L'usine n'est que le cœur d'un ensemble de créations étroitement rattachées à son développement économique, technique, et à l'organisation sociale qu'elle a secrétée et inscrite à son tour dans le paysage. Autour des hauts-fourneaux entrent, dans la composition du paysage, aussi bien la salle des compresseurs que le réseau des conduites évacuant au loin les gaz de combustion récupérés ; la gare, le faisceau des voies ferrées ou le port, aussi bien que les bâtiments de la direction ; les cités ouvrières aussi bien que les édifices affectés à divers services publics urbains dans ces sortes de colonies qui se sont organisées au voisinage des lieux du travail, sans oublier les villas patronales elles-mêmes. Or le modèle peut se répéter sur des dizaines, des centaines, des milliers de kilomètres carrés.

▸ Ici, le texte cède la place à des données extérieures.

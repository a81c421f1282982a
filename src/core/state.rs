// openqmc

//! Sampler state implementation.

use crate::core::encode::{encode_bits_16, EncodeKey};
use crate::core::pcg;

/// Split a sample index into the key bits above the 16 bit limit. The
/// key selects a pattern stream so that indices past 2^16 keep drawing
/// fresh values.
pub const fn compute_index_key(index: i32) -> u32 {
    (index >> 16) as u32
}

/// Split a sample index into its low 16 identifier bits.
pub const fn compute_index_id(index: i32) -> u16 {
    (index & 0xffff) as u16
}

/// Generic sampler state type.
///
/// Represents the state of the higher level sampler implementations.
/// The size is kept to 8 bytes so that values are cheap to copy and
/// pass by value, an important requirement of the functional style of
/// the sampler API. The type also provides the domain algebra used to
/// derive child domains, and generic PRNG draws.
#[derive(Debug, Default, Copy, Clone)]
pub struct State64Bit {
    /// Identifier for the domain pattern.
    pub pattern_id: u32,
    /// Identifier for the sample index within the domain.
    pub sample_id: u16,
    /// Identifier for the pixel position. Never mutates.
    pub pixel_id: u16,
}

impl State64Bit {
    /// 2^16 index upper limit.
    pub const MAX_INDEX_SIZE: usize = 0x10000;
    /// 64 pixels in x.
    pub const SPATIAL_ENCODE_BIT_SIZE_X: u32 = 6;
    /// 64 pixels in y.
    pub const SPATIAL_ENCODE_BIT_SIZE_Y: u32 = 6;
    /// 16 pixels in time.
    pub const TEMPORAL_ENCODE_BIT_SIZE: u32 = 4;

    /// Create a state from the pixel, frame and sample indices. The
    /// index must not be negative; its low 16 bits become the sample
    /// id, and any higher bits seed the pattern.
    pub fn new(x: i32, y: i32, frame: i32, index: i32) -> Self {
        debug_assert!(index >= 0);

        const X_BITS: u32 = State64Bit::SPATIAL_ENCODE_BIT_SIZE_X;
        const Y_BITS: u32 = State64Bit::SPATIAL_ENCODE_BIT_SIZE_Y;
        const Z_BITS: u32 = State64Bit::TEMPORAL_ENCODE_BIT_SIZE;

        let pixel_id = encode_bits_16::<X_BITS, Y_BITS, Z_BITS>(EncodeKey { x, y, z: frame });

        State64Bit {
            pattern_id: pcg::init_with_seed(compute_index_key(index)),
            sample_id: compute_index_id(index),
            pixel_id,
        }
    }

    /// Randomise the state with the pixel id so that correlation
    /// between pixels is removed. Call this after construction when the
    /// sampler does not decorrelate pixels by other means.
    pub fn pixel_decorrelate(self) -> Self {
        self.new_domain(self.pixel_id as i32)
    }

    /// Derive the state for a child domain. The child produces an
    /// independent pattern; the sample index and pixel are untouched.
    pub fn new_domain(self, key: i32) -> Self {
        State64Bit {
            pattern_id: pcg::state_transition(self.pattern_id.wrapping_add(key as u32)),
            ..self
        }
    }

    /// Derive the state for a child domain when splitting with a known
    /// constant multiplier. The composite index stays a contiguous
    /// prefix of the parent index space, preserving the global
    /// distribution; index bits past the 16 bit limit carry into the
    /// pattern.
    pub fn new_domain_split(self, key: i32, size: i32, index: i32) -> Self {
        debug_assert!(size > 0);
        debug_assert!(index >= 0);

        let combined: i64 = self.sample_id as i64 * size as i64 + index as i64;
        debug_assert!(combined <= i32::MAX as i64);
        let combined = combined as i32;

        let mut ret = self
            .new_domain(key)
            .new_domain(compute_index_key(combined) as i32);
        ret.sample_id = compute_index_id(combined);

        ret
    }

    /// Derive the state for a child domain when splitting with an
    /// unknown multiplier. The extra step over the sample id
    /// decorrelates the local pattern from its siblings, trading global
    /// correlation for freedom in the multiplier.
    pub fn new_domain_distrib(self, key: i32, index: i32) -> Self {
        debug_assert!(index >= 0);

        let mut ret = self
            .new_domain(key)
            .new_domain(compute_index_key(index) as i32)
            .new_domain(self.sample_id as i32);
        ret.sample_id = compute_index_id(index);

        ret
    }

    /// Draw pseudo random values from a local stream seeded by the
    /// pattern and sample ids.
    pub fn draw_rnd<const SIZE: usize>(&self) -> [u32; SIZE] {
        const {
            assert!(SIZE >= 1, "draw size is greater or equal to one");
            assert!(SIZE <= 4, "draw size is less or equal to four");
        }

        let mut rng_state = self.pattern_id.wrapping_add(self.sample_id as u32);

        let mut rnds = [0_u32; SIZE];
        for rnd in rnds.iter_mut() {
            *rnd = pcg::rng(&mut rng_state);
        }

        rnds
    }
}

const _: () = assert!(std::mem::size_of::<State64Bit>() == 8);

const _: () = assert!(
    State64Bit::SPATIAL_ENCODE_BIT_SIZE_X == State64Bit::SPATIAL_ENCODE_BIT_SIZE_Y,
    "encoding must have equal resolution in x and y"
);
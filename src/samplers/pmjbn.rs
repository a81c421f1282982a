// openqmc

//! Pmjbn sampler implementation.

use crate::core::bntables;
use crate::core::lookup::shuffled_scrambled_lookup;
use crate::core::pcg;
use crate::core::sampler::Sampler;
use crate::core::state::State64Bit;
use crate::core::stochastic::stochastic_pmj_init;

const _: () = assert!(
    bntables::X_BITS == State64Bit::SPATIAL_ENCODE_BIT_SIZE_X
        && bntables::Y_BITS == State64Bit::SPATIAL_ENCODE_BIT_SIZE_Y
        && bntables::Z_BITS == State64Bit::TEMPORAL_ENCODE_BIT_SIZE,
    "pixel encoding must match table"
);

/// Sample table plus key and rank tables backing the pmj blue noise
/// sampler. Built once per process; read-only after construction.
#[derive(Debug, Clone)]
pub struct PmjBnCache {
    samples: Vec<[u32; 4]>,
    key_table: Vec<u32>,
    rank_table: Vec<u32>,
}

impl PmjBnCache {
    /// Table footprint in bytes.
    pub const SIZE: usize = State64Bit::MAX_INDEX_SIZE * 4 * std::mem::size_of::<u32>()
        + 2 * bntables::SIZE * std::mem::size_of::<u32>();

    /// Allocate and fill the sample and table pair allocations.
    pub fn new() -> Self {
        let mut samples = vec![[0_u32; 4]; State64Bit::MAX_INDEX_SIZE];
        stochastic_pmj_init(&mut samples);

        let mut key_table = vec![0_u32; bntables::SIZE];
        let mut rank_table = vec![0_u32; bntables::SIZE];
        bntables::fill_tables(bntables::PMJ_SEED, &mut key_table, &mut rank_table);

        PmjBnCache {
            samples,
            key_table,
            rank_table,
        }
    }
}

impl Default for PmjBnCache {
    fn default() -> Self {
        PmjBnCache::new()
    }
}

/// Progressive multi-jittered sampler with screen-space blue noise
/// dithering between pixels and progressive ranking for progressive
/// pixel sampling.
///
/// The tables work as for the other blue noise variants: keys seed the
/// per-pixel lookup scramble, ranks shuffle the per-pixel index, and
/// lookups are toroidally shifted per domain so one table pair serves
/// them all.
#[derive(Debug, Copy, Clone)]
pub struct PmjBnSampler<'a> {
    state: State64Bit,
    cache: &'a PmjBnCache,
}

impl<'a> PmjBnSampler<'a> {
    /// Required cache footprint in bytes.
    pub const CACHE_SIZE: usize = PmjBnCache::SIZE;

    /// Create a sampler from the pixel, frame and sample indices over
    /// an initialised cache. The index must not be negative.
    pub fn new(x: i32, y: i32, frame: i32, index: i32, cache: &'a PmjBnCache) -> Self {
        PmjBnSampler {
            state: State64Bit::new(x, y, frame, index),
            cache,
        }
    }

    fn table_value(&self) -> bntables::TableValue {
        bntables::table_value::<{ bntables::X_BITS }, { bntables::Y_BITS }, { bntables::Z_BITS }>(
            self.state.pixel_id,
            pcg::output(self.state.pattern_id) as u16,
            &self.cache.key_table,
            &self.cache.rank_table,
        )
    }
}

impl<'a> Sampler for PmjBnSampler<'a> {
    fn new_domain(&self, key: i32) -> Self {
        PmjBnSampler {
            state: self.state.new_domain(key),
            cache: self.cache,
        }
    }

    fn new_domain_split(&self, key: i32, size: i32, index: i32) -> Self {
        PmjBnSampler {
            state: self.state.new_domain_split(key, size, index),
            cache: self.cache,
        }
    }

    fn new_domain_distrib(&self, key: i32, index: i32) -> Self {
        PmjBnSampler {
            state: self.state.new_domain_distrib(key, index),
            cache: self.cache,
        }
    }

    fn draw_sample<const SIZE: usize>(&self) -> [u32; SIZE] {
        let table = self.table_value();

        shuffled_scrambled_lookup::<4, SIZE>(
            self.state.sample_id as u32 ^ table.rank,
            table.key,
            &self.cache.samples,
        )
    }

    // Pseudo random draws stay pixel decorrelated even though the
    // sample draw goes through the tables.
    fn draw_rnd<const SIZE: usize>(&self) -> [u32; SIZE] {
        self.state
            .new_domain(self.state.pixel_id as i32)
            .draw_rnd::<SIZE>()
    }
}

Le traitement muséologique de la mémoire industrielle doit alors recourir à la multiplication (sélective et raisonnée) des musées de site, à leur mise en réseau, au recueil de tous les éléments techniques et architecturaux qui restent porteurs de sens et peuvent entrer dans la constitution d'un réseau de repères paysagers. Ce n'est plus la visite des étages et des salles d'un musée, c'est une série de circuits, de parcours de plein air, de routes touristiques aux itinéraires thématiques et balisés, dont les points d'ancrage peuvent parfaitement s'harmoniser avec une vie qui continue et se transforme, s'intégrer à des opérations de « requalification » de l'environnement, de « redéveloppement » urbain, participer même activement à de nouvelles formes d'économie et d'emploi. On atteint là les limites de ce qu'il paraît imaginable de faire pour préserver le lien entre des populations désormais en renouvellement, et le sens historique des lieux où elles vivent un quotidien différent ; les limites de ce que les institutions de médiation culturelle peuvent accomplir en vue de favoriser une osmose entre une culture appartenant désormais au passé, et celle qui émerge de nouvelles configurations socio-économiques.

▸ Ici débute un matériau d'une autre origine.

// openqmc

//! Sobol sampler implementation.

use crate::core::pcg;
use crate::core::sampler::Sampler;
use crate::core::sobol::shuffled_scrambled_sobol;
use crate::core::state::State64Bit;

/// Low discrepancy Owen scrambled Sobol sampler.
///
/// Uses Burley's construction from "Practical Hash-based Owen
/// Scrambling", with the index limited to 16 bits, pre-inverted input
/// and output matrices, and vectorised matrix products where the target
/// supports them.
///
/// The sampler has no cache and generates all samples on the fly
/// without touching memory. The cost per draw call is computationally
/// higher than the table based samplers, but the quality of Owen
/// scrambled sequences often outweighs this due to their random error
/// cancellation and high rate of integration for smooth functions.
#[derive(Debug, Default, Copy, Clone)]
pub struct SobolSampler {
    state: State64Bit,
}

impl SobolSampler {
    /// No cache allocation is needed for this sampler.
    pub const CACHE_SIZE: usize = 0;

    /// Create a sampler from the pixel, frame and sample indices. The
    /// state is decorrelated between pixels on construction. The index
    /// must not be negative.
    pub fn new(x: i32, y: i32, frame: i32, index: i32) -> Self {
        let state = State64Bit::new(x, y, frame, index);

        SobolSampler {
            state: state.pixel_decorrelate(),
        }
    }
}

impl Sampler for SobolSampler {
    fn new_domain(&self, key: i32) -> Self {
        SobolSampler {
            state: self.state.new_domain(key),
        }
    }

    fn new_domain_split(&self, key: i32, size: i32, index: i32) -> Self {
        SobolSampler {
            state: self.state.new_domain_split(key, size, index),
        }
    }

    fn new_domain_distrib(&self, key: i32, index: i32) -> Self {
        SobolSampler {
            state: self.state.new_domain_distrib(key, index),
        }
    }

    fn draw_sample<const SIZE: usize>(&self) -> [u32; SIZE] {
        shuffled_scrambled_sobol::<SIZE>(
            self.state.sample_id as u32,
            pcg::output(self.state.pattern_id),
        )
    }

    fn draw_rnd<const SIZE: usize>(&self) -> [u32; SIZE] {
        self.state.draw_rnd::<SIZE>()
    }
}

L'U.N.E.S.C.O. encourage depuis plusieurs années la définition et la protection de paysages historiques et culturels d'intérêt universel. Les défenseurs du patrimoine industriel des États-Unis ont fait admettre par le législateur fédéral la création d'heritage corridors, extension en quelque sorte à l'échelle régionale de l'expérience réalisée avec succès dans certains districts industriels urbains (le plus célèbre étant celui de Lowell, Massachusetts, institué en 1978).

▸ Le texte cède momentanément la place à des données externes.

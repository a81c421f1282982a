//! # openqmc
//!
//! A library of quasi-Monte Carlo sample generators for Monte Carlo
//! estimators, principally light transport rendering. Given a pixel
//! coordinate, a time index and a sample index, the samplers return
//! deterministic low discrepancy multi-dimensional points in `[0, 1)`.
//!
//! Six samplers combine three base sequences (Owen scrambled Sobol, a
//! progressive rank-1 lattice, and a stochastic progressive
//! multi-jittered (0,2) sequence) with an optional screen-space blue
//! noise layer. All of them share the generic [`Sampler`] interface
//! and a 64 bit value-type state, so they are interchangeable at the
//! call site and cheap to copy into inner loops.
//!
//! ## Basic usage
//!
//! ```rust
//! use openqmc::core::sampler::Sampler;
//! use openqmc::samplers::SobolSampler;
//!
//! // Four low discrepancy dimensions per pixel sample.
//! for index in 0..64 {
//!     let sampler = SobolSampler::new(11, 7, 0, index);
//!     let [x, y, u, v] = sampler.draw_sample_float::<4>();
//!     assert!(x < 1.0 && y < 1.0 && u < 1.0 && v < 1.0);
//! }
//! ```
//!
//! ## Domains
//!
//! A sampler value names a node in an implicit domain tree. Child
//! domains supply independent patterns for other parts of an
//! estimator, and are derived by keyed mutation:
//!
//! ```rust
//! use openqmc::core::sampler::Sampler;
//! use openqmc::samplers::{PmjCache, PmjSampler};
//!
//! let cache = PmjCache::new();
//! let sampler = PmjSampler::new(11, 7, 0, 0, &cache);
//!
//! let light = sampler.new_domain(1);
//!
//! // Split a light sample into four strata.
//! for i in 0..4 {
//!     let [u, v] = light.new_domain_split(0, 4, i).draw_sample_float::<2>();
//!     assert!(u < 1.0 && v < 1.0);
//! }
//! ```
//!
//! Caches are built once per process, are read-only afterwards, and
//! may be shared across threads by reference without synchronisation.
//!
//! [`Sampler`]: core/sampler/trait.Sampler.html

pub mod core;
pub mod samplers;
// openqmc

//! Blue noise key and rank tables used to decorrelate between pixels
//! and extend the base sampler implementations with screen-space blue
//! noise properties, generalising "Lessons Learned and Improvements
//! when Building Screen-Space Samplers with Blue-Noise Error
//! Distribution" by Belcour and Heitz. Lookups apply constant random
//! shifts per domain, so a single table pair serves N domains.
//!
//! Table contents are filled deterministically from a hash stream, one
//! stream per sampler family. An offline optimisation pass over the
//! table values changes only the fill, never the lookup scheme.

use crate::core::encode::{decode_bits_16, encode_bits_16, EncodeKey};
use crate::core::pcg;

/// 64 pixels in x.
pub const X_BITS: u32 = 6;
/// 64 pixels in y.
pub const Y_BITS: u32 = 6;
/// 16 pixels in time.
pub const Z_BITS: u32 = 4;

/// 2^16 table entries.
pub const SIZE: usize = 1 << (X_BITS + Y_BITS + Z_BITS);

const _: () = assert!(X_BITS == Y_BITS, "tables must have equal resolution in x and y");

/// A key and rank value pair used to randomise a sequence.
#[derive(Debug, Copy, Clone)]
pub struct TableValue {
    /// Seeds the sequence draw.
    pub key: u32,
    /// Shuffles the sequence index.
    pub rank: u32,
}

/// Lookup a value pair from a table.
///
/// Given an encoded pixel coordinate and an encoded pixel shift, decode
/// both, add the shift to the coordinate and re-encode to compute an
/// index. Each axis wraps at its encoded resolution, so the addition is
/// a toroidal shift over the table tile.
pub fn table_value<const X: u32, const Y: u32, const Z: u32>(
    pixel: u16,
    shift: u16,
    key_table: &[u32],
    rank_table: &[u32],
) -> TableValue {
    let pixel_offset = decode_bits_16::<X, Y, Z>(pixel);
    let shift_offset = decode_bits_16::<X, Y, Z>(shift);

    let index = encode_bits_16::<X, Y, Z>(EncodeKey {
        x: pixel_offset.x + shift_offset.x,
        y: pixel_offset.y + shift_offset.y,
        z: pixel_offset.z + shift_offset.z,
    });

    TableValue {
        key: key_table[index as usize],
        rank: rank_table[index as usize],
    }
}

/// Fill a key and rank table pair from a deterministic hash stream.
/// Keys span the full 32 bit range; ranks are limited to 16 bits so a
/// rank XOR keeps a shuffled index within the table prefix.
pub fn fill_tables(seed: u32, key_table: &mut [u32], rank_table: &mut [u32]) {
    debug_assert!(key_table.len() == rank_table.len());

    let mut state = pcg::init_with_seed(seed);
    for i in 0..key_table.len() {
        key_table[i] = pcg::rng(&mut state);
        rank_table[i] = pcg::rng(&mut state) & 0xffff;
    }
}

/// Table family seed for the pmj samplers.
pub const PMJ_SEED: u32 = 0;
/// Table family seed for the sobol samplers.
pub const SOBOL_SEED: u32 = 1;
/// Table family seed for the lattice samplers.
pub const LATTICE_SEED: u32 = 2;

En Europe la dernière décennie du xxe siècle a vu le succès de l'opération menée sur près d'un millier de km2 au cœur de la Ruhr : celle de l'Emscher Park (du nom de l'un des cours d'eau les plus pollués de l'histoire industrielle, axe de cette fameuse zone minière et métallurgique). Le gouvernement fédéral, le Land et les grandes cités concernées ont soutenu une Internationale Bau Ausstellung[...]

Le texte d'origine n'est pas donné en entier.